§ **Problem statement**:
Would you please copy each line below that includes the string "RateLimitStats"?
----
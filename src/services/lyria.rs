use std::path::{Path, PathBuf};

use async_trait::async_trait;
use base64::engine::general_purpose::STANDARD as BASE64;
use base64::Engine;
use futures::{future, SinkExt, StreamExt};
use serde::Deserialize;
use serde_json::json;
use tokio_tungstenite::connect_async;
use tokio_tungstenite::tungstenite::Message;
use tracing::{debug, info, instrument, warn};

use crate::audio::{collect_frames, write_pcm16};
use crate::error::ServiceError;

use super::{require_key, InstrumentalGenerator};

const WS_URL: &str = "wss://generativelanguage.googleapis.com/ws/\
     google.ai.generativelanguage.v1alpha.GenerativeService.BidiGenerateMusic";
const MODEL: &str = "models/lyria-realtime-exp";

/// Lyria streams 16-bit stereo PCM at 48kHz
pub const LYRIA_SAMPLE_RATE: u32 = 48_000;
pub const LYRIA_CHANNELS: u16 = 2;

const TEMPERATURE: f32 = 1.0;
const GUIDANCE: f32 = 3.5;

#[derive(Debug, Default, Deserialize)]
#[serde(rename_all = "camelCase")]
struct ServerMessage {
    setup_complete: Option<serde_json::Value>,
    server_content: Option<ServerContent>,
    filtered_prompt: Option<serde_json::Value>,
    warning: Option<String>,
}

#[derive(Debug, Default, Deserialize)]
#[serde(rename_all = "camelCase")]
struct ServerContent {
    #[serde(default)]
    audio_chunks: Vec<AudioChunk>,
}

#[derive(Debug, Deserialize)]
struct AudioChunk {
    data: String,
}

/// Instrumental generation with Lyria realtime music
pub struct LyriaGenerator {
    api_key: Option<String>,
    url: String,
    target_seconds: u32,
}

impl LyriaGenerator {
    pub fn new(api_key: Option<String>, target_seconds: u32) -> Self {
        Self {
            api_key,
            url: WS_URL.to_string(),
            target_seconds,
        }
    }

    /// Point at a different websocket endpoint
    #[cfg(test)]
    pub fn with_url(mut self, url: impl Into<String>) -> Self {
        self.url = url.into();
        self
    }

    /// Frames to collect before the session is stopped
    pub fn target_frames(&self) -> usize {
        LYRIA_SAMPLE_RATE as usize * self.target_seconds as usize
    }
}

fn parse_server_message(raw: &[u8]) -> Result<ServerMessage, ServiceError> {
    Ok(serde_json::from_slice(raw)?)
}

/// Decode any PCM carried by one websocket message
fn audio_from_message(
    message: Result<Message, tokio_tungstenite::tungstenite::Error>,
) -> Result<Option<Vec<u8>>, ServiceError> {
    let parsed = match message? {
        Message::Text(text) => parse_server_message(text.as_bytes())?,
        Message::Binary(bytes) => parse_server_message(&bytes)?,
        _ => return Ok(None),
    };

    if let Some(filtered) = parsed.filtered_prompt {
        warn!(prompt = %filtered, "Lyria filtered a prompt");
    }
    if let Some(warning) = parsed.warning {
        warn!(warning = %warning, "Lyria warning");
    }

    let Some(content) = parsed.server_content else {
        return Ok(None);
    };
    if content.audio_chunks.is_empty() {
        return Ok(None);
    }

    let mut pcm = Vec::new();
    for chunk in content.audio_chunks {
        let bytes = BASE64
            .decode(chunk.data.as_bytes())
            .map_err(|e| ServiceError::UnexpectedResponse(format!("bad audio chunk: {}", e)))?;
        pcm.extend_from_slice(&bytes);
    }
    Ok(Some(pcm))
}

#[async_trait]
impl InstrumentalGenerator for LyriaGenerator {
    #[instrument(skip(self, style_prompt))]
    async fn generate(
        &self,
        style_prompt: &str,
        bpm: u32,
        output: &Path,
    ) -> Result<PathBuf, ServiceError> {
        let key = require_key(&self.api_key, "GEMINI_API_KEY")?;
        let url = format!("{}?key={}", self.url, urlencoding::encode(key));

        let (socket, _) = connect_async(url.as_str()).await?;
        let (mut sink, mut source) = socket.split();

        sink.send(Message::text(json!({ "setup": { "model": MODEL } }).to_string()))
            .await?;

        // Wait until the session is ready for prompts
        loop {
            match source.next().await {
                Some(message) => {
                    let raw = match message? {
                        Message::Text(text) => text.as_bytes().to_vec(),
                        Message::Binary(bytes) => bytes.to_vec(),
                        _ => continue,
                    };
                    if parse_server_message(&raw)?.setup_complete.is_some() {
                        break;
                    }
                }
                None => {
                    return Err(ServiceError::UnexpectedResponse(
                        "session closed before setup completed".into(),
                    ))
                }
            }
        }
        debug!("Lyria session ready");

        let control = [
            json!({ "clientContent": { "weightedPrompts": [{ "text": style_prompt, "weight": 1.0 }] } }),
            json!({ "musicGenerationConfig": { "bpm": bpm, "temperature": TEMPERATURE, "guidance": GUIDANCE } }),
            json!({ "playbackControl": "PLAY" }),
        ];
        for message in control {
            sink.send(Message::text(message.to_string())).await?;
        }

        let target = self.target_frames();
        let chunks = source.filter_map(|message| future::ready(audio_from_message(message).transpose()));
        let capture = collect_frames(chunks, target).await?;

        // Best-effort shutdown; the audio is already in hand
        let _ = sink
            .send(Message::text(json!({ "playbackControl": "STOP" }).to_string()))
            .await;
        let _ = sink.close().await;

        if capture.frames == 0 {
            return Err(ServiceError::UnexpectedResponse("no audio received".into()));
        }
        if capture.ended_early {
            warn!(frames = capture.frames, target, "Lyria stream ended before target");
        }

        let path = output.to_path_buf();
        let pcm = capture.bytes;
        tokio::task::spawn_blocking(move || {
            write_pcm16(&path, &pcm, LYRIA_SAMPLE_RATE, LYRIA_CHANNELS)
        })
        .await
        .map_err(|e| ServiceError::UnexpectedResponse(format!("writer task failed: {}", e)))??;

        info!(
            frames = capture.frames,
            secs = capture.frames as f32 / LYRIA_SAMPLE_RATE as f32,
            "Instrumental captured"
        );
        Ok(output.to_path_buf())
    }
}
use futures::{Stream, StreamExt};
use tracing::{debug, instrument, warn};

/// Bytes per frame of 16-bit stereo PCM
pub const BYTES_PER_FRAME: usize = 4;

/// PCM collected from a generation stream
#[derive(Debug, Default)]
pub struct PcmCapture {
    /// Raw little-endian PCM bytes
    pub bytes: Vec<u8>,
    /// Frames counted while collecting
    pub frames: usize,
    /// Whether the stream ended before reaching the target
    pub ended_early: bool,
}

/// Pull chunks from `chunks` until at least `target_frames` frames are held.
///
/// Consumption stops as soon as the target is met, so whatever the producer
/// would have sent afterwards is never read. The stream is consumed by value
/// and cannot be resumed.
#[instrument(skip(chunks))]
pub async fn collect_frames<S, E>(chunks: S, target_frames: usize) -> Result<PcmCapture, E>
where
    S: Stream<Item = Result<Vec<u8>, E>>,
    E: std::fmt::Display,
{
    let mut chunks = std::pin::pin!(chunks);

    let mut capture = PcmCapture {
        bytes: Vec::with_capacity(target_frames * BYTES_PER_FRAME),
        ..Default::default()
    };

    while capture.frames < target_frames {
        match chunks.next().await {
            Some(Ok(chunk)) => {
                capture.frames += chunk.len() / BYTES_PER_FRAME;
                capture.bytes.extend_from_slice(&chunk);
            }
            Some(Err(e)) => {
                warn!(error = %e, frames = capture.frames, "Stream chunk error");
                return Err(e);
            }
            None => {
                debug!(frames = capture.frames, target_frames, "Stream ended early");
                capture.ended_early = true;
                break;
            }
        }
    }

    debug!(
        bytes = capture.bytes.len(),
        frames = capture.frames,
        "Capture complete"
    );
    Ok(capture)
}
----
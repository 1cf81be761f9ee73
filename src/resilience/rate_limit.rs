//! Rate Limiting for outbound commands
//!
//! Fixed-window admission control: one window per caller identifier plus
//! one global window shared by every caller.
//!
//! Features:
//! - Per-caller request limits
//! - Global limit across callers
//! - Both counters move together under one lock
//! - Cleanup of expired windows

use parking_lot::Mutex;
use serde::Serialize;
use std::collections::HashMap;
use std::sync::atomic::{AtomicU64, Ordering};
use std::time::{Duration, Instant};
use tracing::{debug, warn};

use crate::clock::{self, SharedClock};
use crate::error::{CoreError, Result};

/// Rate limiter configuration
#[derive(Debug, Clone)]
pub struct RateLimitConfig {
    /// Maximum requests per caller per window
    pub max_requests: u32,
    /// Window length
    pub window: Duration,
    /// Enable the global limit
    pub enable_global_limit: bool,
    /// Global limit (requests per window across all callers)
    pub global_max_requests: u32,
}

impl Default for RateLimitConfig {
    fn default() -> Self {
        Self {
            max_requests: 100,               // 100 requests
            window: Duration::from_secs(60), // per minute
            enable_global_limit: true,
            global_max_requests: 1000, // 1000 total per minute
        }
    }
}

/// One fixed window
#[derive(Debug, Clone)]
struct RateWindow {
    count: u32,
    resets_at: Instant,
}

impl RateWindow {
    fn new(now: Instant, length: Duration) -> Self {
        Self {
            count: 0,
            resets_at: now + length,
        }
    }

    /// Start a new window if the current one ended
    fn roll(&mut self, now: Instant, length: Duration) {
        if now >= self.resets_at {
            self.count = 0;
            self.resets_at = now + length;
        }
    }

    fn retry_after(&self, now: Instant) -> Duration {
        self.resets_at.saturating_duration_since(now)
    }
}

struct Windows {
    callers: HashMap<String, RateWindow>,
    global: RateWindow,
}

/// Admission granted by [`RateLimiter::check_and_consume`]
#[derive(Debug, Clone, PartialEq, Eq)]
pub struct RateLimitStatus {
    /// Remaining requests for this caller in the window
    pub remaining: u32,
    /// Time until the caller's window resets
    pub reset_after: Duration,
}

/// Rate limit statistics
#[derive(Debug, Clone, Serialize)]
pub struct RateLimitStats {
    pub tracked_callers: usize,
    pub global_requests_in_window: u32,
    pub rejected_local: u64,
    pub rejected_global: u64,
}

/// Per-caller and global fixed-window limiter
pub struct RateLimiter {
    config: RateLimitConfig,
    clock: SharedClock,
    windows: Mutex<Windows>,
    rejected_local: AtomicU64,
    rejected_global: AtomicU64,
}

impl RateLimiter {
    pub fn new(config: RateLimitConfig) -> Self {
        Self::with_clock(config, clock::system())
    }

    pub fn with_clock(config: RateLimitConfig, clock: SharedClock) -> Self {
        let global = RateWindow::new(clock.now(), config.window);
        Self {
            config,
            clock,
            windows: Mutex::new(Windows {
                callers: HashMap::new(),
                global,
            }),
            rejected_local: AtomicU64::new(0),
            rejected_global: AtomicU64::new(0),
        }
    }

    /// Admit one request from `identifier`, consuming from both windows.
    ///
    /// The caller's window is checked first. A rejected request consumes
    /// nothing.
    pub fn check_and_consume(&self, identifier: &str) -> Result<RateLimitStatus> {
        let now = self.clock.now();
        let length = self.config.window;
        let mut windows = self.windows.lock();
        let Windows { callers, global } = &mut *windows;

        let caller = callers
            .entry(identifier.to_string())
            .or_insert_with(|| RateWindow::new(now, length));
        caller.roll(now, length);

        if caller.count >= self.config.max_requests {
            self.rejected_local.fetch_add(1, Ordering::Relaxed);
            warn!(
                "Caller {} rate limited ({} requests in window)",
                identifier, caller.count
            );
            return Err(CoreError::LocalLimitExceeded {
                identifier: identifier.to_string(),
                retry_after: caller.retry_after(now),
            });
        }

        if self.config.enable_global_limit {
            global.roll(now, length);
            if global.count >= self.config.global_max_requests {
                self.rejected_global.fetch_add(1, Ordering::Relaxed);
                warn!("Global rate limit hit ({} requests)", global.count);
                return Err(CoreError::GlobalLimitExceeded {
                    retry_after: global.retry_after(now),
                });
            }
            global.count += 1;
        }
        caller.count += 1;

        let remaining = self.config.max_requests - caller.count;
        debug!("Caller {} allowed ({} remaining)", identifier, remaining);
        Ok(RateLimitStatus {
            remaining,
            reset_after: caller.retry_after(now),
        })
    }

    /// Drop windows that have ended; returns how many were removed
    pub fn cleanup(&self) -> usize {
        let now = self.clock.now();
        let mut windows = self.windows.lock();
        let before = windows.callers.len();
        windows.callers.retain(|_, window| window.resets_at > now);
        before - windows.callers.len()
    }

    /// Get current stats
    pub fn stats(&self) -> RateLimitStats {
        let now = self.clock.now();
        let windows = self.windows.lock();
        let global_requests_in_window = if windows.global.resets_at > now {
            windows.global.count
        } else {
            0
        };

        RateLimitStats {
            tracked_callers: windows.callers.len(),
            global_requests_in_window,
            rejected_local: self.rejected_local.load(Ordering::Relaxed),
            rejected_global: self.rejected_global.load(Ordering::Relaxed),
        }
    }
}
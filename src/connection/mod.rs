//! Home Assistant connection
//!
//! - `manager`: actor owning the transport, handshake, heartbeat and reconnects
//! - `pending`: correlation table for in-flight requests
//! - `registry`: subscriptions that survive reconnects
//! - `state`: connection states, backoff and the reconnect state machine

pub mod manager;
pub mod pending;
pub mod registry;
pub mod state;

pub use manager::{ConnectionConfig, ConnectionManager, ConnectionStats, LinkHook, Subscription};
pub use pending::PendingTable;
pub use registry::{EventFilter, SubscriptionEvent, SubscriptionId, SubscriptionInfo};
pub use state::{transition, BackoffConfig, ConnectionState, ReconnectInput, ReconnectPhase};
----
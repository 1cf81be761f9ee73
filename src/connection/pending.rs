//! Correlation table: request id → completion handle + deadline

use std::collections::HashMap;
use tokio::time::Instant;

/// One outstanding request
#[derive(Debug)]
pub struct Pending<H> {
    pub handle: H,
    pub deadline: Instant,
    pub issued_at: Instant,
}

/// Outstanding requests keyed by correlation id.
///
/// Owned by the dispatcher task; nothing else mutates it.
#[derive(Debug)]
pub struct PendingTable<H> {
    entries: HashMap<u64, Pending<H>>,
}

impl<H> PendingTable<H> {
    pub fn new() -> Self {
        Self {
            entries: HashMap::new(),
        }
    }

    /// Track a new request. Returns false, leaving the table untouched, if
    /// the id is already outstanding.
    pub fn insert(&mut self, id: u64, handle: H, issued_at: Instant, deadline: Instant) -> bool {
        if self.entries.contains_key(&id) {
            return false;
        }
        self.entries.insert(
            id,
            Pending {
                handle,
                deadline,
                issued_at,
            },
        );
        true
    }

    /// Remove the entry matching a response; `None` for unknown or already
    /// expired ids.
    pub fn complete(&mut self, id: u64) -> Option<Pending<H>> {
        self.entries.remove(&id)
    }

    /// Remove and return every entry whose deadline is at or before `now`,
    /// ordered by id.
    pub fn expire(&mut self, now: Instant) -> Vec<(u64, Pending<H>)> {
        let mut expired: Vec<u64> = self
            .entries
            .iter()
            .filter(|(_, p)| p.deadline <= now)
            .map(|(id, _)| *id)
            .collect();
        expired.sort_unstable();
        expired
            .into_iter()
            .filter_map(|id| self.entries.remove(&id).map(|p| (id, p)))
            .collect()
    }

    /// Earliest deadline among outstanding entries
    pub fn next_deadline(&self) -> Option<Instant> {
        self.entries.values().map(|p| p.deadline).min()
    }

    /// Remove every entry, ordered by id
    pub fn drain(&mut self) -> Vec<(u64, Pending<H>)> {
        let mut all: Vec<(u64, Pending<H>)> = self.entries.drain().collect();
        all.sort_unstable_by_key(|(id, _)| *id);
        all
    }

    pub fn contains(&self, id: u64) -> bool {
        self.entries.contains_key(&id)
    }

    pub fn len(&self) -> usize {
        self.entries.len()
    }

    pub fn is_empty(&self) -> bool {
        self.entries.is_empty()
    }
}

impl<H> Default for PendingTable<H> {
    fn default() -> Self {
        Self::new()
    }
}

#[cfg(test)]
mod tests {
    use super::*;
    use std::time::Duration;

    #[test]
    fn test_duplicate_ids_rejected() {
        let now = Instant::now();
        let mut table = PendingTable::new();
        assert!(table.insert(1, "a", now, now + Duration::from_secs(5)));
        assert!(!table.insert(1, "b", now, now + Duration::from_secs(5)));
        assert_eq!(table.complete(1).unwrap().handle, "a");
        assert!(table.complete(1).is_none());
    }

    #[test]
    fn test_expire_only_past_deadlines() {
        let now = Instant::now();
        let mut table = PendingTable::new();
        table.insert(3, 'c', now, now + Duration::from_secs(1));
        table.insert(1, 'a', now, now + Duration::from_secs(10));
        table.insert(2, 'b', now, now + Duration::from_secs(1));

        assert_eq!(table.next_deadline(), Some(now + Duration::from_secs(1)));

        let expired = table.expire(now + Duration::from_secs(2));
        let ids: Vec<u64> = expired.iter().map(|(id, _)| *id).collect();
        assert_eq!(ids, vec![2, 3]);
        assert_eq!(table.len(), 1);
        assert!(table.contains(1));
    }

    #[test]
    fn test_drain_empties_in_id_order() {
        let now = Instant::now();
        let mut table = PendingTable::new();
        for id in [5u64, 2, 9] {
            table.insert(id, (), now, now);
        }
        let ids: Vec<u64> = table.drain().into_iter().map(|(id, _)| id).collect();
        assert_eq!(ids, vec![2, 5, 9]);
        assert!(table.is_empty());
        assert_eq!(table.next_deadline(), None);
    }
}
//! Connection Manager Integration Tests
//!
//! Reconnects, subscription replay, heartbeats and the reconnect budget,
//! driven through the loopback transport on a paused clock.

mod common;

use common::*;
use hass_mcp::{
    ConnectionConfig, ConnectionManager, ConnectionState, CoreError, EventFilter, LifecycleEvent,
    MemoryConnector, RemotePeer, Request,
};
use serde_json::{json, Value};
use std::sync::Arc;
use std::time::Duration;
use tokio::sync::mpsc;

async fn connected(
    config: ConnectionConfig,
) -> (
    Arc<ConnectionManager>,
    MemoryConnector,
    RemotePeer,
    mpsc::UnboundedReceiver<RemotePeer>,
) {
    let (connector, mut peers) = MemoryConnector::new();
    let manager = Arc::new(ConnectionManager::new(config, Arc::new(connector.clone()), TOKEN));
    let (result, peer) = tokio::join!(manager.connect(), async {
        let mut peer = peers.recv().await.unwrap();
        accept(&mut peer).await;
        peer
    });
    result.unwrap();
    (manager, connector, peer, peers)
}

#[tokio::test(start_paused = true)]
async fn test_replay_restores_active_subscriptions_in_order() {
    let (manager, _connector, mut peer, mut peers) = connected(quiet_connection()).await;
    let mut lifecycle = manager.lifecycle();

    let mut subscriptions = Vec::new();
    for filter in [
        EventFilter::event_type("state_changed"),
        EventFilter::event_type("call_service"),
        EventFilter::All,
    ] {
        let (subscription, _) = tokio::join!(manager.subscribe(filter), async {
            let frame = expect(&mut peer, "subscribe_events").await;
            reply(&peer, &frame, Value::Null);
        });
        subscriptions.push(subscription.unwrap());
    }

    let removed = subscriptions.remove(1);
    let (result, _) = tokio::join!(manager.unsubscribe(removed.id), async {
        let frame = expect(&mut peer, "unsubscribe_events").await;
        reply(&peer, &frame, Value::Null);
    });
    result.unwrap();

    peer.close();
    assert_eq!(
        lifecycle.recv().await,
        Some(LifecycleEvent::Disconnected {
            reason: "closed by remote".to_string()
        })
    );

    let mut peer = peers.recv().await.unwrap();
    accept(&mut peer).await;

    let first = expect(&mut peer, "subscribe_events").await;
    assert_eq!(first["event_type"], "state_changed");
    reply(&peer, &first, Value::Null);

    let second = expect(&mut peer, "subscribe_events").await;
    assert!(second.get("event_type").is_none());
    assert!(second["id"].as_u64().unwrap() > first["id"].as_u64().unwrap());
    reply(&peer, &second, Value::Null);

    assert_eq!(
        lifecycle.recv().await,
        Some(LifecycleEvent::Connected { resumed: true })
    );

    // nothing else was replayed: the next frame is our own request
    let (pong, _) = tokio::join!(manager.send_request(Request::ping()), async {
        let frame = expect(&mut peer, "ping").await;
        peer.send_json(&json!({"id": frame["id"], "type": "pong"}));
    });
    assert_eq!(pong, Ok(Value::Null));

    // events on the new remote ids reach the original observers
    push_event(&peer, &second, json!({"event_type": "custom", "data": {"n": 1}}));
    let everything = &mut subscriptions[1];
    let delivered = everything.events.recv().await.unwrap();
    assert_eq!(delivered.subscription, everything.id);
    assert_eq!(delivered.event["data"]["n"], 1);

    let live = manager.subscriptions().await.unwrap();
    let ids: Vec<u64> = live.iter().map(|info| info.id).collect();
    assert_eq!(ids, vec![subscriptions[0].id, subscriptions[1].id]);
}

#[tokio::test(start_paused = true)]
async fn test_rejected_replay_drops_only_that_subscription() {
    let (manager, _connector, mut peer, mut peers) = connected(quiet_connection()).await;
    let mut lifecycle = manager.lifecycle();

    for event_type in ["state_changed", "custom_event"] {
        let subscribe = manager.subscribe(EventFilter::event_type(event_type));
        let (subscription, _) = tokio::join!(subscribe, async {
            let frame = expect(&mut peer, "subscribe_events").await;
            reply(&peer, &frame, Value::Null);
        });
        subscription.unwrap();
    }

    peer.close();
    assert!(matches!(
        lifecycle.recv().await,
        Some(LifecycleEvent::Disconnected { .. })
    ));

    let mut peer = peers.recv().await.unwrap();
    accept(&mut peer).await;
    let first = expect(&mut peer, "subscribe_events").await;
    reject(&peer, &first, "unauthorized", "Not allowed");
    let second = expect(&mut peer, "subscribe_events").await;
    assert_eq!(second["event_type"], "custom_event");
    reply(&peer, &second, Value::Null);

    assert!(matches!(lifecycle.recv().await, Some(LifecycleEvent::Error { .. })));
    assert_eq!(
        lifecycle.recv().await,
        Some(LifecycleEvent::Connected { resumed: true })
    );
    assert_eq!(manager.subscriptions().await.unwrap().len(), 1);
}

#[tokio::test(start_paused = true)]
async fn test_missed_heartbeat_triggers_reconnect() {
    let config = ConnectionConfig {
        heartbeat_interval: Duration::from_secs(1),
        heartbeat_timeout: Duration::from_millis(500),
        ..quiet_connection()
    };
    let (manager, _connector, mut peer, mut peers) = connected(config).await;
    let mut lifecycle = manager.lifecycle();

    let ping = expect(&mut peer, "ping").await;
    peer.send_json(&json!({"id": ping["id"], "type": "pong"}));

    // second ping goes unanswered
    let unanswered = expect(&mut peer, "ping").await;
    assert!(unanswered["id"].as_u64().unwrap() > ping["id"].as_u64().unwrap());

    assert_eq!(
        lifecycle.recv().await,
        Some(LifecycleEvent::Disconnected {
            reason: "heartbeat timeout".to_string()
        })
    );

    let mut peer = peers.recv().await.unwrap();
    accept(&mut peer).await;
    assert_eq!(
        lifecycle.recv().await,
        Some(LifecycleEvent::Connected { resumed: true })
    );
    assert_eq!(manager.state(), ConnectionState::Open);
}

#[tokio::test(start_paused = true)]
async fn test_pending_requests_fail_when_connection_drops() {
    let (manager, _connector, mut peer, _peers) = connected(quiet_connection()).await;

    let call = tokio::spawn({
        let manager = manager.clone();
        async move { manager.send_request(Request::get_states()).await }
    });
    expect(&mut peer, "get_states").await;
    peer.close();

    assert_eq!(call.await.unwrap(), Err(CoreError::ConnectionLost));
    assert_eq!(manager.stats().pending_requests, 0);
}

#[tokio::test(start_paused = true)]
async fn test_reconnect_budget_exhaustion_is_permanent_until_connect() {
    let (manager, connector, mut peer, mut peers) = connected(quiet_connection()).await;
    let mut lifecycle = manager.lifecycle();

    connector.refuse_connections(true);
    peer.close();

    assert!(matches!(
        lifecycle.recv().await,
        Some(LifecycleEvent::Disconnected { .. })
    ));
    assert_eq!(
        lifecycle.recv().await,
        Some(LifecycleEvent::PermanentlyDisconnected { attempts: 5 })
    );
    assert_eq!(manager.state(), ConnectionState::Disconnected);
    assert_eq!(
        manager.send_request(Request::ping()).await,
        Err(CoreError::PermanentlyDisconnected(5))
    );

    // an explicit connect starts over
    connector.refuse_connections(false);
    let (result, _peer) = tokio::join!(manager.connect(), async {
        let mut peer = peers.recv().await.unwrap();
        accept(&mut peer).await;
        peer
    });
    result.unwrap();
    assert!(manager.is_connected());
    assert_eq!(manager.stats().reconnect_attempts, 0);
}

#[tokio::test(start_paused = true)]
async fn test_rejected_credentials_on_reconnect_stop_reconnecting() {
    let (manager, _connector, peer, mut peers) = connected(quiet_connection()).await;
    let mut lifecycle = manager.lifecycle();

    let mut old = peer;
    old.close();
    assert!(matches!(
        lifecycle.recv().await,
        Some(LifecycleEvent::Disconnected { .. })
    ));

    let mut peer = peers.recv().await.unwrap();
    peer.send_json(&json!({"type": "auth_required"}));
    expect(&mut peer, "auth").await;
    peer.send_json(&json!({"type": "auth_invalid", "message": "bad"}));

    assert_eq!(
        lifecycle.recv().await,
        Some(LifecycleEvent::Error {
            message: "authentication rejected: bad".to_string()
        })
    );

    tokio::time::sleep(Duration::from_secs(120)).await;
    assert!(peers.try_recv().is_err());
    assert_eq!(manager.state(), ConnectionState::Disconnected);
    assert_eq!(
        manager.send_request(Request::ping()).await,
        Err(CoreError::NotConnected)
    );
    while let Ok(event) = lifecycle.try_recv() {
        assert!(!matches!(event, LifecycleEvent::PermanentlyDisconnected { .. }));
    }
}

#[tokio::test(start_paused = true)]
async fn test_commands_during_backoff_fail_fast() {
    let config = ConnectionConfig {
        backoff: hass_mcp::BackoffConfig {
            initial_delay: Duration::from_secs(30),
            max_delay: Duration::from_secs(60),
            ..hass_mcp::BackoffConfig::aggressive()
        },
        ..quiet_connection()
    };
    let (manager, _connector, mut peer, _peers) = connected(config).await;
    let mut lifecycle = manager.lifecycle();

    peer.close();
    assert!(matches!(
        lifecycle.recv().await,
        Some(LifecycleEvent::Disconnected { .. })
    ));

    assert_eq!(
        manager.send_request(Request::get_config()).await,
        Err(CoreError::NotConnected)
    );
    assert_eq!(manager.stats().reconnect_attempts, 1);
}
----
§ **Task result**:
pub struct RateLimitStats {
    pub fn stats(&self) -> RateLimitStats {
        RateLimitStats {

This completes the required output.